One of the things that’s come out of the proposed “Refresh quota usages” spec are the little-known nova max_age and until_refresh quota settings. These options allow you to trigger quota refreshes within Nova at different intervals.
This can help with the various quota bugs, where occasionally the quota usages can get out of sync with reality. This seems to be worse when using Nova cells — if a VM deployment errors in the compute cell, the reservation was already made in the API cell, for example.
Note: Some great info from CERN about how they handle quota synchronization problems here.
With this option, a quota usage refresh is triggered after max_age seconds. Each row in the nova.quota_usages table has an updated_at field. This is how the age of the quota usage record is determined and the max_age refresh triggered.

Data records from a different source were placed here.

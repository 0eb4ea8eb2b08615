use chrono::Local;
use log::{set_boxed_logger, set_max_level, Level, Log, SetLoggerError};
use std::io::{stdout, BufWriter, Write};
use std::sync::{mpsc, OnceLock};
use std::thread;

pub enum LogCommand {
    Record(String),
    Flush,
    Terminate,
}

static SHUTDOWN_SENDER: OnceLock<mpsc::SyncSender<LogCommand>> = OnceLock::new();

/// A `log::Log` implementor that hands formatted records to a dedicated
/// background thread, so logging never blocks the receive/send loop.
pub struct FramecastLogger {
    max_level: Level,
    sender: mpsc::SyncSender<LogCommand>,
}

impl FramecastLogger {
    fn new(max_level: Level, buffer_size: usize) -> (Self, mpsc::Receiver<LogCommand>) {
        let (sender, receiver) = mpsc::sync_channel(buffer_size);
        (FramecastLogger { max_level, sender }, receiver)
    }

    /// Spawns the writer thread and installs this logger as the global `log` sink.
    pub fn init(max_level: Level) -> Result<(), SetLoggerError> {
        Self::init_with_buffer(max_level, 1024)
    }

    pub fn init_with_buffer(max_level: Level, buffer_size: usize) -> Result<(), SetLoggerError> {
        let (logger, receiver) = FramecastLogger::new(max_level, buffer_size);
        let _ = SHUTDOWN_SENDER.set(logger.sender.clone());

        thread::Builder::new()
            .name("framecast-log-writer".into())
            .spawn(move || {
                let mut writer = BufWriter::new(stdout());
                while let Ok(command) = receiver.recv() {
                    match command {
                        LogCommand::Record(message) => {
                            if let Err(e) = writer.write_all(message.as_bytes()) {
                                eprintln!("[framecast-log] failed to write record: {e}");
                            }
                        }
                        LogCommand::Flush => {
                            if let Err(e) = writer.flush() {
                                eprintln!("[framecast-log] failed to flush: {e}");
                            }
                        }
                        LogCommand::Terminate => {
                            let _ = writer.flush();
                            break;
                        }
                    }
                }
                // Channel closed or termination requested. Ensure final flush.
                let _ = writer.flush();
            })
            .expect("failed to spawn log writer thread");

        set_boxed_logger(Box::new(logger))?;
        set_max_level(max_level.to_level_filter());
        Ok(())
    }

    /// Asks the writer thread to flush and exit cleanly. Unlike `flush()`
    /// (which can be called through the `log::Log` trait object `log`
    /// hands back), this needs the sender stashed at `init` time since
    /// shutting down isn't part of the `Log` trait.
    pub fn shutdown() {
        if let Some(sender) = SHUTDOWN_SENDER.get() {
            let _ = sender.send(LogCommand::Terminate);
        }
    }
}

impl Log for FramecastLogger {
    fn enabled(&self, metadata: &log::Metadata) -> bool {
        metadata.level() <= self.max_level
    }

    fn log(&self, record: &log::Record) {
        if !self.enabled(record.metadata()) {
            return;
        }
        let now = Local::now();
        let message = format!(
            "{} {} [{}] {}\n",
            now.format("%Y-%m-%d %H:%M:%S%.3f"),
            record.level(),
            record.target(),
            record.args()
        );
        if let Err(e) = self.sender.try_send(LogCommand::Record(message)) {
            eprintln!("[framecast-log] failed to send record: {e}");
        }
    }

    fn flush(&self) {
        let _ = self.sender.send(LogCommand::Flush);
    }
}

until_refresh is a count of the number of reservations that happen on a particular user resource quota before it is refreshed. This is triggered by the nova.until_refresh field in the database. That field is set to the configured until_refresh value when the usage record is created, and is decremented for every reservation that happens. When it reaches zero, the quota refresh is triggered and the until_refresh field reset to the configured until_refresh value.
Note: If you are moving from the default or no until_refresh setting (effectively 0) to setting it to a value, you’ll need to manually update that until_refresh field in the database for any quota usages that already exist:
update nova.quota_usages set until_refresh = value where deleted = 0 and until_refresh is null;
The default value for both of these options is 0, which effectively disables the quota refresh. The only other way to trigger a refresh is if the current value of the quota usage is less than 0 (see https://github.com/openstack/nova/blob/master/nova/db/sqlalchemy/api.py#L3312)
How These Work Together
These settings can be used together, or separately. When used together, the quota usage will be refreshed when either method is triggered: when the max_age or the until_refresh count is reached, whichever comes first.

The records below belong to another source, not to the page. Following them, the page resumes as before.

//! End-to-end scenarios S1-S6 (spec §8), driven directly against the
//! pipeline types — no socket, no real sleeps.

use framecast_core::config::Tuning;
use framecast_core::{decode, encode, fragment, FakeClock, ReceivePipeline};

fn tuning(chunk_size: usize) -> Tuning {
    let mut t = Tuning::default();
    t.chunk_size = chunk_size;
    t.jitter_delay_ms = 0;
    t.next_packet_wait_ms = 10_000;
    t
}

fn jpeg_image(filler_len: usize) -> Vec<u8> {
    let mut image = vec![0xFFu8, 0xD8];
    image.extend(std::iter::repeat(0xAAu8).take(filler_len));
    image.extend([0xFFu8, 0xD9]);
    image
}

fn feed(
    pipeline: &mut ReceivePipeline<FakeClock>,
    seq: u16,
    ts: u32,
    marker: bool,
    payload: &[u8],
) -> Option<Vec<u8>> {
    let wire = encode(seq, ts, 0x1234_5678, marker, payload).unwrap();
    let decoded = decode(&wire).unwrap();
    let mut nacks = Vec::new();
    pipeline
        .on_packet_arrival(decoded.header, decoded.payload, wire.len(), &mut nacks)
        .unwrap();
    pipeline.tick_pipeline()
}

#[test]
fn s1_single_frame_no_loss() {
    let image = jpeg_image(34); // 38 bytes total
    let fragments = fragment(&image, 4, 100);
    assert_eq!(fragments.len(), 10);

    let mut pipeline = ReceivePipeline::new(FakeClock::new(), &tuning(4));
    let mut last_frame = None;
    for frag in &fragments {
        last_frame = feed(&mut pipeline, frag.seq, 1000, frag.marker, frag.payload);
    }

    assert_eq!(last_frame, Some(image));
    let stats = pipeline.stats();
    assert_eq!(stats.packets_received, 10);
    assert_eq!(stats.packets_lost, 0);
    assert_eq!(stats.frames_received, 1);
    assert_eq!(stats.retransmit_requests, 0);
}

#[test]
fn s2_single_packet_loss_recovered() {
    let image = jpeg_image(34);
    let fragments = fragment(&image, 4, 200);
    assert_eq!(fragments.len(), 10); // seqs 200..209

    let mut pipeline = ReceivePipeline::new(FakeClock::new(), &tuning(4));
    let mut nacks = Vec::new();

    // Deliver everything except seq 205 (index 5) first.
    for frag in fragments.iter().filter(|f| f.seq != 205) {
        let wire = encode(frag.seq, 1000, 0x1234_5678, frag.marker, frag.payload).unwrap();
        let decoded = decode(&wire).unwrap();
        pipeline
            .on_packet_arrival(decoded.header, decoded.payload, wire.len(), &mut nacks)
            .unwrap();
        pipeline.tick_pipeline();
    }
    assert_eq!(nacks, vec![205]);
    assert_eq!(pipeline.stats().retransmit_requests, 1);
    assert_eq!(pipeline.stats().frames_received, 0);

    // The retransmitted 205 arrives within the backoff window.
    let missing = fragments.iter().find(|f| f.seq == 205).unwrap();
    let frame = feed(&mut pipeline, missing.seq, 1000, missing.marker, missing.payload);

    assert_eq!(frame, Some(image));
    assert_eq!(pipeline.stats().packets_lost, 0);
    assert_eq!(pipeline.stats().frames_received, 1);
}

#[test]
fn s3_single_packet_loss_not_recovered() {
    // seqs 300..303, with 303 (the marker fragment) permanently lost:
    // the NACK manager exhausts its retries, the reorder buffer ages
    // the hole out, and the frame never reaches its marker, so it's
    // never finalized.
    let image = jpeg_image(10); // 14 bytes, chunk_size 4 -> 4 fragments (300..303)
    let fragments = fragment(&image, 4, 300);
    assert_eq!(fragments.len(), 4);

    let mut pipeline = ReceivePipeline::new(FakeClock::new(), &tuning(4));
    let mut nacks = Vec::new();
    for frag in &fragments[..3] {
        let wire = encode(frag.seq, 1000, 0x1234_5678, frag.marker, frag.payload).unwrap();
        let decoded = decode(&wire).unwrap();
        pipeline
            .on_packet_arrival(decoded.header, decoded.payload, wire.len(), &mut nacks)
            .unwrap();
        pipeline.tick_pipeline();
    }
    assert!(nacks.is_empty()); // no gap observed yet; 303 simply never shows up

    // 303 never arrives; advance the clock past the reorder age-out
    // bound and tick with no new arrival — the idle drain still runs
    // and ages the stuck head out.
    pipeline.clock().advance(10_001);
    let frame = pipeline.tick_pipeline();

    assert!(frame.is_none());
    assert_eq!(pipeline.stats().packets_lost, 1);
    assert_eq!(pipeline.stats().frames_received, 0);
}

#[test]
fn s4_reordering_without_loss() {
    let image = jpeg_image(12); // 16 bytes, 4 chunks of 4
    let fragments = fragment(&image, 4, 400);
    assert_eq!(fragments.len(), 4);

    let mut pipeline = ReceivePipeline::new(FakeClock::new(), &tuning(4));
    // Arrival order 400, 402, 401, 403.
    let order = [0usize, 2, 1, 3];
    let mut last_frame = None;
    for &i in &order {
        let frag = &fragments[i];
        last_frame = feed(&mut pipeline, frag.seq, 2000, frag.marker, frag.payload);
    }

    assert_eq!(last_frame, Some(image));
    assert!(pipeline.stats().packets_reordered >= 1);
}

#[test]
fn s5_frame_boundary_via_timestamp_change() {
    let first_image = jpeg_image(4); // incomplete frame, never gets a marker
    let first_fragments = fragment(&first_image, 4, 500);

    let second_image = jpeg_image(12);
    let second_fragments = fragment(&second_image, 4, 503);

    let mut pipeline = ReceivePipeline::new(FakeClock::new(), &tuning(4));
    for frag in &first_fragments[..first_fragments.len().min(3)] {
        feed(&mut pipeline, frag.seq, 1_000_000, false, frag.payload);
    }
    assert_eq!(pipeline.stats().frames_received, 0);

    let mut last_frame = None;
    for frag in &second_fragments {
        last_frame = feed(&mut pipeline, frag.seq, 2_000_000, frag.marker, frag.payload);
    }

    assert_eq!(last_frame, Some(second_image));
    assert_eq!(pipeline.stats().frames_received, 1);
}

#[test]
fn s6_duplicate_at_reorder_head() {
    let image = jpeg_image(4); // 8 bytes, chunk_size 4 -> exactly 2 fragments
    let fragments = fragment(&image, 4, 600);
    assert_eq!(fragments.len(), 2);

    let mut pipeline = ReceivePipeline::new(FakeClock::new(), &tuning(4));
    feed(&mut pipeline, 600, 3000, false, fragments[0].payload);
    feed(&mut pipeline, 600, 3000, false, fragments[0].payload); // duplicate
    let frame = feed(&mut pipeline, 601, 3000, true, fragments[1].payload);

    assert_eq!(frame, Some(image));
    assert_eq!(pipeline.stats().packets_received, 3);
}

Note that the refresh can only be triggered when a scheduler reservation occurs. For example, if a user has not deployed any instances for 7 days, the quota usage is not updated until they actually deploy another VM (even if max_age is much less than 7 days.)
You can see for yourself the logic by which this is determined at https://github.com/openstack/nova/blob/master/nova/db/sqlalchemy/api.py#L3312-L3322
The one downside the refresh may not be 100% transparent to the user. If the quota is already (incorrectly) too high and exceeds the quota limit, the reservation that triggers the refresh will still fail. I.e. the reservation is attempted based on the quota usage value before the refresh.
However, after that initial failure the quota should be fixed and it will work again on the next reservation.
Also, refreshing the quota usage generates some additional database load. I don’t have any data on that, but I assume it refreshes based on the nova.instances or nova.reservations table. I imagine the load for a single refresh is probably comparable to that of a ‘nova list’. It would be interesting to investigate this more and understand the details here.
Personally, we’re running with max_age=86400 and until_refresh=50. The thinking being that users have a chance to get their quotas fixed up at least once a day, or if they are very active users, every 50 VM deployments.
We expect most quota issues happen slowly over time. If we are correcting them often and automatically, they hopefully never get to the point where they’re bad enough to manifest reservation errors to the user.
Anecdotally this seems to be true, as we have relatively few reported quota issues. But, we suspect that there are a lot of minor inaccuracies that are not being noticed. With max_age/until_refresh, we should prevent those small problems from turning into larger ones.